Некоторую роль в определении вкусоароматических свойств культур могут играть и почвенные микроорганизмы. Например, мини‑кукуруза – популярный овощ в некоторых азиатских кухнях – содержит летучее ароматическое вещество, называемое геосмин, которое также придает земляной запах красной свекле. Исследователи считают, что молодые кукурузные растения не производят геосмин сами, поскольку у кукурузы, выращиваемой в английских теплицах, это соединение отсутствует. Они предполагают, что геосмин вырабатывается микроскопическими грибами, живущими на корнях растений. Грибок, а с ним и геосмин через корни проникает внутрь растения. Вполне возможно, что почвенные микробы влияют на флейвор и другими способами, но об этом пока известно очень мало.
До сих пор мы обсуждали только такие примеры, где применим принцип «чем больше вкуса, тем лучше», – но для многих овощей, особенно для представителей семейства крестоцветных с их острым вкусом, таких как руккола и брюссельская капуста, это не обязательно так. Многие люди – особенно носители чувствительного варианта рецептора горького вкуса T2R38 – находят горечь их вторичных соединений отталкивающей и предпочли бы, чтобы брюссельская капуста имела не более, а менее выраженный вкус. «Растениеводство – это невероятно сложное дело, – говорит Вагстафф. – У вас есть тысячи разных генотипов одного растения, у вас есть очень разные условия выращивания и, наконец, у вас есть миллионы потребителей с разными генотипами».
После того как плоды или овощи сорваны, их вкус и запах продолжают меняться в процессе хранения и по пути в магазин.

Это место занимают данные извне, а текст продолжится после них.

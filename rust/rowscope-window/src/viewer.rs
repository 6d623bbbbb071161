use std::rc::Rc;

use futures::{executor::LocalPool, task::LocalSpawn};
use log::{debug, error};
use rowscope_common::{Result, async_runtime::LocalScheduler, error::Error};
use rowscope_document::Document;
use rowscope_query::{Driver, Query, TableId};

use crate::{
    loader::{EndState, LoadContext},
    notify::{UpdateReceiver, update_channel},
    options::ViewerOptions,
    reframe::{Frame, ReframeInput, RenderedRange, RowLayout, Viewport, ViewportReframer},
    seek::{HighlightInfo, SeekingState, SortKey, parse_seek_value},
    source::{RowOrder, WindowedRowSource},
};

/// Upper bound on reframe cycles per refresh. Every cycle either moves an
/// edge of the rendered range or ends the refresh, and edges are bounded by
/// the materialized rows, so this is only reached with huge windows.
const MAX_REFRAME_CYCLES: usize = 1024;

/// End states and the load-more affordance, for rendering status rows.
#[derive(Debug, Clone, PartialEq, Eq)]
pub struct ViewerStatus {
    pub hit_end_low: EndState,
    pub hit_end_high: EndState,
    pub click_to_load_high: bool,
}

/// A scrolling view over one table (or a fixed row list).
///
/// Owns the row source, the viewport and rendered range, any active seek,
/// and the receiving end of the loaders' update channel. Loads progress on
/// the local executor behind the scheduler; [`process_updates`] must be
/// called once they have run to fold their rows into the view.
///
/// [`process_updates`]: TableViewer::process_updates
#[derive(Debug)]
pub struct TableViewer {
    ctx: Option<LoadContext>,
    options: ViewerOptions,
    source: WindowedRowSource,
    reframer: ViewportReframer,
    viewport: Viewport,
    rendered: RenderedRange,
    seeking: Option<SeekingState>,
    /// Seek target held back until the table configuration arrives.
    deferred_seek: Option<Document>,
    updates: UpdateReceiver,
}

impl TableViewer {
    /// Opens a view over `table`, ordered by `order`.
    ///
    /// Nothing is requested until the first [`refresh`](Self::refresh).
    pub fn open(
        driver: Rc<dyn Driver>,
        spawner: impl LocalSpawn + 'static,
        table: TableId,
        order: RowOrder,
        viewport: Viewport,
        options: ViewerOptions,
    ) -> Result<TableViewer> {
        options.validate()?;
        let (notifier, updates) = update_channel();
        let ctx = LoadContext {
            driver,
            scheduler: LocalScheduler::new(spawner),
            notifier,
            batch_size: options.batch_size,
        };
        let source =
            WindowedRowSource::for_table(ctx.clone(), table, order, None, options.mem_budget);
        Ok(TableViewer {
            ctx: Some(ctx),
            reframer: ViewportReframer::uniform(&options),
            options,
            source,
            viewport,
            rendered: RenderedRange::default(),
            seeking: None,
            deferred_seek: None,
            updates,
        })
    }

    /// A view over rows that are already materialized and ordered.
    pub fn fixed(
        rows: Vec<Document>,
        order: RowOrder,
        viewport: Viewport,
        options: ViewerOptions,
    ) -> Result<TableViewer> {
        options.validate()?;
        let (_, updates) = update_channel();
        Ok(TableViewer {
            ctx: None,
            reframer: ViewportReframer::uniform(&options),
            options,
            source: WindowedRowSource::fixed(rows, order),
            viewport,
            rendered: RenderedRange::default(),
            seeking: None,
            deferred_seek: None,
            updates,
        })
    }

    pub fn source(&self) -> &WindowedRowSource {
        &self.source
    }

    pub fn viewport(&self) -> Viewport {
        self.viewport
    }

    pub fn rendered(&self) -> RenderedRange {
        self.rendered
    }

    pub fn seeking(&self) -> Option<&SeekingState> {
        self.seeking.as_ref()
    }

    pub fn highlight(&self) -> Option<HighlightInfo> {
        self.seeking.as_ref().and_then(|seek| seek.highlight)
    }

    /// Clones of the rendered rows with their offsets.
    pub fn rendered_rows(&self) -> Vec<(i64, Document)> {
        let snapshot = self.source.rows_and_offset();
        let window = snapshot.rows();
        (self.rendered.front..self.rendered.back)
            .filter_map(|offset| window.get(offset).map(|row| (offset, row.clone())))
            .collect()
    }

    pub fn status(&self) -> ViewerStatus {
        let snapshot = self.source.rows_and_offset();
        ViewerStatus {
            hit_end_low: snapshot.hit_end_low,
            hit_end_high: snapshot.hit_end_high,
            click_to_load_high: snapshot.click_to_load_high,
        }
    }

    /// Moves the viewport and reframes.
    pub fn scroll(&mut self, viewport: Viewport) -> Result<()> {
        self.viewport = viewport;
        self.refresh()
    }

    /// Folds completed loads into the view. Returns the number of update
    /// notifications that were pending.
    pub fn process_updates(&mut self) -> Result<usize> {
        let events = self.updates.drain();
        if !events.is_empty() {
            debug!("processing {} update notifications", events.len());
            self.refresh()?;
        }
        Ok(events.len())
    }

    /// Runs `pool` and processes updates until no load makes progress.
    pub fn settle(&mut self, pool: &mut LocalPool) -> Result<()> {
        loop {
            pool.run_until_stalled();
            if self.process_updates()? == 0 {
                return Ok(());
            }
        }
    }

    /// Reframes until the rendered range is stable, issuing load requests
    /// along the way.
    pub fn refresh(&mut self) -> Result<()> {
        let configured = !self.source.config_pending();
        if let Some(target) = self.deferred_seek.take_if(|_| configured) {
            return self.seek_to(target);
        }
        for _ in 0..MAX_REFRAME_CYCLES {
            if !self.reframe_once()? {
                return Ok(());
            }
        }
        debug!("reframe did not settle after {MAX_REFRAME_CYCLES} cycles");
        Ok(())
    }

    /// Returns whether the view changed.
    fn reframe_once(&mut self) -> Result<bool> {
        if self.source.is_table_backed() && self.source.config_loaded().is_none() {
            let (front, back) = {
                let snapshot = self.source.rows_and_offset();
                let rows = snapshot.rows();
                (rows.front_offset(), rows.back_offset())
            };
            if front < back {
                error!("rows are materialized but the table configuration is not loaded");
                self.reload_source();
                return Ok(true);
            }
        }

        let frame: Frame = {
            let snapshot = self.source.rows_and_offset();
            let input = ReframeInput {
                rows: snapshot.rows(),
                hit_end_low: snapshot.hit_end_low.is_end(),
                hit_end_high: snapshot.hit_end_high.is_end(),
                click_to_load_high: snapshot.click_to_load_high,
                rendered: self.rendered,
                viewport: self.viewport,
            };
            self.reframer.reframe(&input, self.seeking.as_mut())
        };

        let mut changed = frame.rendered != self.rendered;
        self.rendered = frame.rendered;
        if let Some(highlight) = frame.seek_completed {
            debug!(
                "seek complete: {} rows at offset {}",
                highlight.count, highlight.start
            );
            self.viewport.scroll_top = self.reframer.layout().row_top(highlight.start);
            changed = true;
        }
        self.source.reframe(
            frame.rendered.front,
            frame.load_low,
            frame.rendered.back,
            frame.load_high,
        )?;
        Ok(changed)
    }

    /// Seeks to the rows whose ordering value equals `raw`.
    ///
    /// `raw` is parsed as JSON, falling back to a plain string. When an
    /// index can serve the ordering and the value lies outside the
    /// materialized rows, the row source is replaced by one that starts at
    /// the value. Otherwise the seek proceeds in place, loading more rows
    /// until the match boundaries are known.
    ///
    /// Until the table configuration is known there is no primary key to
    /// compare by, so the seek waits for it. A `null` target never matches,
    /// since null ordering values count as absent.
    pub fn seek(&mut self, raw: &str) -> Result<()> {
        let target = parse_seek_value(raw);
        if self.source.config_pending() {
            debug!("seek to {target} waits for the table configuration");
            self.seeking = None;
            self.deferred_seek = Some(target);
            return self.refresh();
        }
        self.seek_to(target)
    }

    fn seek_to(&mut self, target: Document) -> Result<()> {
        let config = self.source.config_loaded();
        let order = self.source.order().clone();
        let sort = SortKey {
            column: match (&order.column, &config) {
                (Some(column), _) => Some(column.clone()),
                (None, Some(config)) => Some(config.primary_key_path()),
                (None, None) => None,
            },
            direction: order.direction,
        };

        let indexed = match (&config, &sort.column) {
            (Some(config), Some(column)) => config.can_seek(column),
            _ => false,
        };
        let reset = indexed && !self.might_be_materialized(&sort, &target);

        let keyed_source = match (&self.ctx, self.source.table(), config) {
            (Some(ctx), Some(table), Some(config)) if reset => {
                debug!("seeking to {target} through an index");
                let source = WindowedRowSource::for_table(
                    ctx.clone(),
                    table.clone(),
                    order,
                    Some(target.clone()),
                    self.options.mem_budget,
                );
                Some(source.with_config(config))
            }
            _ => {
                debug!("seeking to {target} in place");
                None
            }
        };
        if let Some(source) = keyed_source {
            self.replace_source(source);
        }
        self.seeking = Some(SeekingState::new(target, sort));
        self.refresh()
    }

    fn might_be_materialized(&self, sort: &SortKey, target: &Document) -> bool {
        let snapshot = self.source.rows_and_offset();
        let window = snapshot.rows();
        let first = window.get(window.front_offset());
        let last = window.get(window.back_offset() - 1);
        let below = snapshot.hit_end_low.is_end()
            || first.is_some_and(|row| sort.position(row, target).is_le());
        let above = snapshot.hit_end_high.is_end()
            || last.is_some_and(|row| sort.position(row, target).is_ge());
        below && above
    }

    /// Reorders the view, restarting from the top.
    pub fn set_order(&mut self, order: RowOrder) -> Result<()> {
        let Some(ctx) = &self.ctx else {
            return Err(Error::invalid_operation("set_order on a fixed row source"));
        };
        let Some(table) = self.source.table().cloned() else {
            return Err(Error::invalid_operation("set_order"));
        };
        let mut source =
            WindowedRowSource::for_table(ctx.clone(), table, order, None, self.options.mem_budget);
        if let Some(config) = self.source.config_loaded() {
            source = source.with_config(config);
        }
        self.replace_source(source);
        self.seeking = None;
        self.refresh()
    }

    /// Discards the loaded rows and the cached table configuration, then
    /// loads again around the same pivot. An active seek starts over.
    pub fn reload(&mut self) -> Result<()> {
        self.reload_source();
        self.refresh()
    }

    fn reload_source(&mut self) {
        self.source.reload();
        self.rendered = RenderedRange::default();
        self.viewport.scroll_top = 0.0;
        if let Some(seek) = self.seeking.take() {
            self.seeking = Some(SeekingState::new(seek.target, seek.sort));
        }
    }

    /// Lifts the memory budget on both sides and continues loading.
    pub fn load_more(&mut self) -> Result<()> {
        self.source.unlimit_mem_usage();
        self.refresh()
    }

    /// Abandons in-flight loads. The view keeps the rows it has.
    pub fn cancel(&mut self) {
        self.source.cancel_pending_requests();
    }

    /// Looks up a single row by primary key.
    pub async fn fetch_row(&self, key: Document) -> Result<Option<Document>> {
        let (Some(ctx), Some(table)) = (&self.ctx, self.source.table()) else {
            return Ok(None);
        };
        let query = Query::get(table.clone(), key);
        ctx.driver.run(&query).await?.into_single().await
    }

    fn replace_source(&mut self, source: WindowedRowSource) {
        self.source.cancel_pending_requests();
        self.source = source;
        self.deferred_seek = None;
        self.rendered = RenderedRange::default();
        self.viewport.scroll_top = 0.0;
    }
}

Частично это происходит из‑за утечки летучих ароматических молекул в воздух (вспомните про помидоры). В то же время присутствующие в тканях ферменты могут производить новые ароматические вещества или изменять старые. Иногда это может означать, что флейвор плодов или овощей улучшается в процессе хранения. Например, при хранении в холоде руккола продолжает производить глюкозинолаты. Когда вы жуете листья, это вещество превращается в ароматные изотиоцианаты. Это хорошая новость: руккола, которую вы покупаете в магазине – если она относительно свежая, – может быть более ароматной, чем та, которую вы сорвали на своем огороде пару часов назад. Однако через несколько дней хранения, даже в холодильнике, это преимущество исчезает, поскольку «свежий» набор ароматических соединений уступает место продуктам распада жиров и другим неаппетитным веществам. У разных сортов рукколы вышеописанный процесс происходит с разной скоростью, и одни сорта хранятся лучше, чем другие, обнаружила Вагстафф.